Miami police aren’t releasing much information on the early Saturday morning double homicide. FHP Trooper Joe Sanchez said the car was found facing south along the wall in the emergency lane of I-95 just north of Northwest 54th Street.
Sanchez said drivers on the highway stopped to help after Brown, who was driving the car, crawled out from behind the steering wheel and collapsed on the road. The passenger, who has not been named, was already dead. Brown died about an hour later at the hospital.
Sanchez said the case was turned over to Miami police because no shells or other evidence were found near the pockmarked car, leaving law enforcement to believe the shooting happened somewhere else. Also, FHP investigates traffic homicides, not murder cases.
“They shot up the whole car,” Sanchez said.
Miami police have not publicly released the names of the dead men, and are not commenting on the shootings. Sources familiar with the incident, however, have confirmed Brown was one of the victims.
Miami-Dade County records show a Lebron Brown — the first name spelled mistakenly like that of a famous basketball player — was taken to the morgue at 5:31 a.m. Saturday, less than three hours after the bodies were found on the highway.
In June 2007, Brown became one of the faces of law enforcement frustration over the public’s “no snitch” attitude and its fear in testifying in shooting incidents. A case 15 months in the making fell apart after one of the shooting suspects was killed in an unrelated case before the trial; another kid involved in a fight that night at the graduation party refused to testify. When the main witness finally backed out of earlier testimony, claiming he was coerced by police into blaming Brown, the case collapsed.
“It was clear to us there was a serious ID issue,” Rier said.

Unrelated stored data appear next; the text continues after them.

use std::collections::BTreeSet;
use std::sync::Arc;
use std::time::Duration;

use solver_scheduler::core::host_state::{HostState, InstanceInfo};
use solver_scheduler::core::request::FilterProperties;
use solver_scheduler::core::scheduler::composer::MatrixComposer;
use solver_scheduler::core::scheduler::constraints::affinity::{
    RackAffinityConstraint, ServerGroupAffinityConstraint,
};
use solver_scheduler::core::scheduler::constraints::Constraint;
use solver_scheduler::core::scheduler::costs::Cost;
use solver_scheduler::core::scheduler::interface::{Assignment, SolverEngine};
use solver_scheduler::core::scheduler::solvers::fast::FastSolver;
use solver_scheduler::core::scheduler::solvers::ilp::IlpSolver;
use solver_scheduler::core::topology::RackTopology;
use solver_scheduler::test_util::helpers::{create_hosts, FixedConstraint, FixedCost};

// Extended rows of the `[[i + j]]` cost matrix; column 0 is "no instance".
fn spread_costs() -> Vec<Vec<f64>> {
    vec![
        vec![-1.0, 0.0, 1.0, 2.0],
        vec![0.0, 1.0, 2.0, 3.0],
        vec![1.0, 2.0, 3.0, 4.0],
        vec![2.0, 3.0, 4.0, 5.0],
    ]
}

fn composer(constraints: Vec<Box<dyn Constraint>>, costs: Vec<Box<dyn Cost>>) -> MatrixComposer {
    MatrixComposer::new(constraints, costs)
}

fn fast(constraints: Vec<Box<dyn Constraint>>, costs: Vec<Box<dyn Cost>>) -> Box<dyn SolverEngine> {
    Box::new(FastSolver::new(composer(constraints, costs)))
}

fn ilp(constraints: Vec<Box<dyn Constraint>>, costs: Vec<Box<dyn Cost>>) -> Box<dyn SolverEngine> {
    Box::new(IlpSolver::new(composer(constraints, costs), Duration::from_secs(20)))
}

fn solve(engine: &dyn SolverEngine, hosts: &mut [HostState], num_instances: usize) -> Vec<String> {
    let mut props = FilterProperties::new(num_instances);
    solve_with(engine, hosts, &mut props)
}

fn solve_with(
    engine: &dyn SolverEngine,
    hosts: &mut [HostState],
    props: &mut FilterProperties,
) -> Vec<String> {
    engine
        .solve(hosts, props)
        .into_iter()
        .map(|Assignment { host_index, .. }| hosts[host_index].host.clone())
        .collect()
}

fn carved_constraint() -> FixedConstraint {
    FixedConstraint::from_rows(vec![
        vec![false, false, false],
        vec![true, false, false],
        vec![true, true, true],
        vec![true, true, true],
    ])
}

#[test]
fn test_spread_by_cost() {
    let mut hosts = create_hosts(4);
    let engine = fast(vec![], vec![Box::new(FixedCost::from_rows(spread_costs()))]);
    assert_eq!(solve(engine.as_ref(), &mut hosts, 3), vec!["h1", "h1", "h2"]);

    let engine = ilp(vec![], vec![Box::new(FixedCost::from_rows(spread_costs()))]);
    assert_eq!(solve(engine.as_ref(), &mut hosts, 3), vec!["h1", "h1", "h2"]);
}

#[test]
fn test_stack_by_negated_cost() {
    let mut hosts = create_hosts(4);
    let stacking = || Box::new(FixedCost::from_rows(spread_costs()).with_multiplier(-1.0));
    let engine = fast(vec![], vec![stacking()]);
    assert_eq!(solve(engine.as_ref(), &mut hosts, 3), vec!["h4", "h4", "h4"]);

    let engine = ilp(vec![], vec![stacking()]);
    assert_eq!(solve(engine.as_ref(), &mut hosts, 3), vec!["h4", "h4", "h4"]);
}

#[test]
fn test_capacity_constraint_carves_out_rows() {
    let mut hosts = create_hosts(4);
    let engine = fast(
        vec![Box::new(carved_constraint())],
        vec![Box::new(FixedCost::from_rows(spread_costs()))],
    );
    assert_eq!(solve(engine.as_ref(), &mut hosts, 3), vec!["h2", "h3", "h3"]);
}

#[test]
fn test_ilp_respects_carved_rows() {
    let mut hosts = create_hosts(4);
    let engine = ilp(
        vec![Box::new(carved_constraint())],
        vec![Box::new(FixedCost::from_rows(spread_costs()))],
    );
    let placed = solve(engine.as_ref(), &mut hosts, 3);
    // several optima; only feasibility is fixed
    assert_eq!(placed.len(), 3);
    assert!(!placed.contains(&"h1".to_string()));
    assert!(placed.iter().filter(|host| *host == "h2").count() <= 1);
}

#[test]
fn test_no_feasible_solution() {
    let mut hosts = create_hosts(4);
    let rejecting = || Box::new(FixedConstraint::from_rows(vec![vec![false; 3]; 4]));
    let engine = fast(vec![rejecting()], vec![]);
    assert!(solve(engine.as_ref(), &mut hosts, 3).is_empty());

    let engine = ilp(vec![rejecting()], vec![]);
    assert!(solve(engine.as_ref(), &mut hosts, 3).is_empty());
}

#[test]
fn test_new_affinity_group_lands_on_one_host() {
    let mut hosts = create_hosts(3);
    let mut props = FilterProperties::new(2);
    props.group_policies = BTreeSet::from(["affinity".to_string()]);

    let engine = fast(vec![Box::new(ServerGroupAffinityConstraint)], vec![]);
    assert_eq!(solve_with(engine.as_ref(), &mut hosts, &mut props), vec!["h1", "h1"]);

    let engine = ilp(vec![Box::new(ServerGroupAffinityConstraint)], vec![]);
    let placed = solve_with(engine.as_ref(), &mut hosts, &mut props);
    assert_eq!(placed.len(), 2);
    assert_eq!(placed[0], placed[1]);
}

#[test]
fn test_same_rack_hint() {
    let mut hosts = create_hosts(4);
    for (idx, host) in hosts.iter_mut().enumerate() {
        let rack = if idx < 2 { "rack1" } else { "rack2" };
        host.racks.insert(rack.to_string());
    }
    hosts[0].record_instance(InstanceInfo {
        uuid: "uuid-on-h1".to_string(),
        ..Default::default()
    });
    let mut props = FilterProperties::new(2);
    props.scheduler_hints.same_rack = vec!["uuid-on-h1".to_string()];

    let topology = Arc::new(RackTopology::default());
    let mut matrix_hosts = hosts.clone();
    let matrix = RackAffinityConstraint::same_rack(topology.clone())
        .get_constraint_matrix(&mut matrix_hosts, &props)
        .unwrap();
    assert_eq!(
        matrix.to_rows(),
        vec![vec![true, true], vec![true, true], vec![false, false], vec![false, false]]
    );

    let engine = fast(vec![Box::new(RackAffinityConstraint::same_rack(topology.clone()))], vec![]);
    assert_eq!(solve_with(engine.as_ref(), &mut hosts, &mut props), vec!["h1", "h1"]);

    let engine = ilp(vec![Box::new(RackAffinityConstraint::same_rack(topology))], vec![]);
    let placed = solve_with(engine.as_ref(), &mut hosts, &mut props);
    assert_eq!(placed.len(), 2);
    assert!(placed.iter().all(|host| host == "h1" || host == "h2"));
}

#[test]
fn test_instance_uuids_follow_host_order() {
    let mut hosts = create_hosts(4);
    let engine = fast(vec![], vec![Box::new(FixedCost::from_rows(spread_costs()))]);
    let mut props = FilterProperties::new(3);
    props.instance_uuids = vec!["a".to_string(), "b".to_string(), "c".to_string()];
    let assignments = engine.solve(&mut hosts, &mut props);
    let pairs: Vec<(usize, &str)> = assignments
        .iter()
        .map(|assignment| (assignment.host_index, assignment.instance_uuid.as_str()))
        .collect();
    assert_eq!(pairs, vec![(0, "a"), (0, "b"), (1, "c")]);
}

It was a Saturday night eight years ago when Labron Brown catapulted into the spotlight. About 300 teens and young adults from area schools were celebrating their graduation and a birthday party at the Polish-American Hall on Northwest 22nd Avenue. At about 1 a.m., four males entered the building wearing bandanas, some carrying weapons, witnesses said.

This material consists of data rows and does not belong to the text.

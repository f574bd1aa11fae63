//! Sawblade hazard patrolling a rectangle

use glam::Vec2;

use super::entity::{Entity, EntityTag};
use super::physics::{BodyDesc, PhysicsWorld};
use crate::consts::{SAWBLADE_DISTANCE, SAWBLADE_HITBOX_SCALE, SAWBLADE_ROTATION_SPEED, SAWBLADE_SPEED};

/// One patrol axis: bounces between `low` and `high` at `speed`.
/// A flip happens only at the bound the blade is travelling toward, and the
/// blade is clamped there, so it never leaves the range.
#[derive(Debug, Clone, Copy, PartialEq)]
struct PatrolAxis {
    low: f32,
    high: f32,
    speed: f32,
    velocity: f32,
}

impl PatrolAxis {
    fn new(low: f32, high: f32, speed: f32) -> Self {
        Self {
            low,
            high,
            speed,
            velocity: speed,
        }
    }

    fn advance(&mut self, position: f32, dt: f32) -> f32 {
        let next = position + self.velocity * dt;
        if self.velocity > 0.0 && next >= self.high {
            self.velocity = -self.speed;
            self.high
        } else if self.velocity < 0.0 && next <= self.low {
            self.velocity = self.speed;
            self.low
        } else {
            next
        }
    }
}

#[derive(Debug, Clone)]
pub struct Sawblade {
    entity: Entity,
    /// Visual half size; the hitbox is a little smaller
    half_size: f32,
    start_position: Vec2,
    distance: f32,
    horizontal: PatrolAxis,
    vertical: PatrolAxis,
    angle: f32,
    rotation_speed: f32,
}

impl Sawblade {
    /// `distance` is the patrol reach: ±distance horizontally, up to
    /// +distance vertically.
    pub fn new(
        world: &mut PhysicsWorld,
        index: u32,
        position: Vec2,
        half_size: f32,
        vertical_speed: f32,
        horizontal_speed: f32,
        distance: f32,
    ) -> Self {
        let desc = BodyDesc::fixed(position, Vec2::splat(half_size * SAWBLADE_HITBOX_SCALE))
            .fixed_rotation(true)
            .sensor(true);
        Self {
            entity: Entity::spawn(world, EntityTag::Sawblade(index), &desc),
            half_size,
            start_position: position,
            distance,
            horizontal: PatrolAxis::new(position.x - distance, position.x + distance, horizontal_speed),
            vertical: PatrolAxis::new(position.y, position.y + distance, vertical_speed),
            angle: 0.0,
            rotation_speed: SAWBLADE_ROTATION_SPEED,
        }
    }

    /// A blade with the default speeds and reach
    pub fn with_defaults(world: &mut PhysicsWorld, index: u32, position: Vec2, half_size: f32) -> Self {
        Self::new(
            world,
            index,
            position,
            half_size,
            SAWBLADE_SPEED,
            SAWBLADE_SPEED,
            SAWBLADE_DISTANCE,
        )
    }

    pub fn entity(&self) -> &Entity {
        &self.entity
    }

    pub fn entity_mut(&mut self) -> &mut Entity {
        &mut self.entity
    }

    pub fn half_size(&self) -> f32 {
        self.half_size
    }

    pub fn start_position(&self) -> Vec2 {
        self.start_position
    }

    pub fn distance(&self) -> f32 {
        self.distance
    }

    pub fn position(&self, world: &PhysicsWorld) -> Vec2 {
        self.entity.position(world)
    }

    pub fn update(&mut self, world: &mut PhysicsWorld, dt: f32) {
        let pos = self.entity.position(world);
        let next = Vec2::new(
            self.horizontal.advance(pos.x, dt),
            self.vertical.advance(pos.y, dt),
        );
        self.angle = (self.angle - self.rotation_speed * dt) % std::f32::consts::TAU;
        self.entity.set_transform(world, next, self.angle);
    }
}

#[cfg(test)]
mod tests {
    use super::*;
    use proptest::prelude::*;

    #[test]
    fn test_vertical_blade_bounces() {
        let mut world = PhysicsWorld::new();
        let mut blade = Sawblade::new(&mut world, 0, Vec2::new(79.0, 11.0), 1.0, 2.0, 0.0, 6.0);

        // Up 6 units at 2 u/s, then back down
        for _ in 0..12 {
            blade.update(&mut world, 0.25);
        }
        assert_eq!(blade.position(&world), Vec2::new(79.0, 17.0));
        blade.update(&mut world, 0.25);
        assert_eq!(blade.position(&world), Vec2::new(79.0, 16.5));
    }

    #[test]
    fn test_horizontal_blade_reaches_both_ends() {
        let mut world = PhysicsWorld::new();
        let mut blade = Sawblade::new(&mut world, 3, Vec2::new(124.0, 15.5), 0.5, 0.0, 2.0, 3.0);
        let mut min_x = f32::MAX;
        let mut max_x = f32::MIN;
        for _ in 0..200 {
            blade.update(&mut world, 0.05);
            let x = blade.position(&world).x;
            min_x = min_x.min(x);
            max_x = max_x.max(x);
        }
        assert_eq!(min_x, 121.0);
        assert_eq!(max_x, 127.0);
        assert_eq!(blade.position(&world).y, 15.5);
    }

    #[test]
    fn test_blade_spins() {
        let mut world = PhysicsWorld::new();
        let mut blade = Sawblade::with_defaults(&mut world, 0, Vec2::ZERO, 1.0);
        blade.update(&mut world, 0.001);
        assert!(blade.entity().angle(&world) != 0.0);
    }

    proptest! {
        #[test]
        fn prop_patrol_stays_in_bounds(
            x0 in -50.0f32..250.0,
            y0 in 0.0f32..30.0,
            distance in 0.5f32..8.0,
            h_speed in 0.0f32..6.0,
            v_speed in 0.0f32..6.0,
            steps in proptest::collection::vec(0.001f32..0.1, 1..400),
        ) {
            let mut world = PhysicsWorld::new();
            let mut blade = Sawblade::new(&mut world, 0, Vec2::new(x0, y0), 1.0, v_speed, h_speed, distance);
            for dt in steps {
                blade.update(&mut world, dt);
                let pos = blade.position(&world);
                prop_assert!(pos.x >= x0 - distance && pos.x <= x0 + distance);
                prop_assert!(pos.y >= y0 && pos.y <= y0 + distance);
            }
        }
    }
}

At first, witnesses said, they started arguing with some of the graduates. When two males tried to break up the fight, the gunshots started. Four people were injured, including a pregnant woman. Samuel Brown, 16, and Michael Bradshaw, 20, were gunned down.
Brown, charged with second-degree murder and carrying a concealed weapon, would spend the next 15 months in jail. Another man also accused of firing his weapon was killed before the trial began. As the trial neared, Kenneth Joe Edwards, the chief witness in the shootings, recanted earlier statements.
Others there that night also refused to testify, including one graduate who was allegedly fighting with the shooters and had a gold chain snatched from his neck. The case crumbled and Brown was set free.
Despite the close call, Florida Department of Law Enforcement records show Brown continued to get into trouble. In 2010, he was picked up by Miami-Dade police and eventually convicted of carrying a concealed firearm. A year later, Miramar police found him loitering and prowling and violating his probation. Those charges were dropped.
Brown ran into trouble again in January 2013, when Miami-Dade police arrested him and he was charged with first-degree murder. Two weeks later, those charges were dropped. The incident, which took place in Miami Gardens, involved a robbery-gone-wrong when someone tried to snatch jewelry and a man was shot and killed.
Griffith, the state attorney spokesman, said initially that a surviving robbery victim couldn’t identify the shooter. But a few days later, the man and others who were there that day came up with Brown’s name.
Prosecutors dropped the case less than two weeks later because they didn’t believe it would stick and they were worried the evidence would be considered tainted.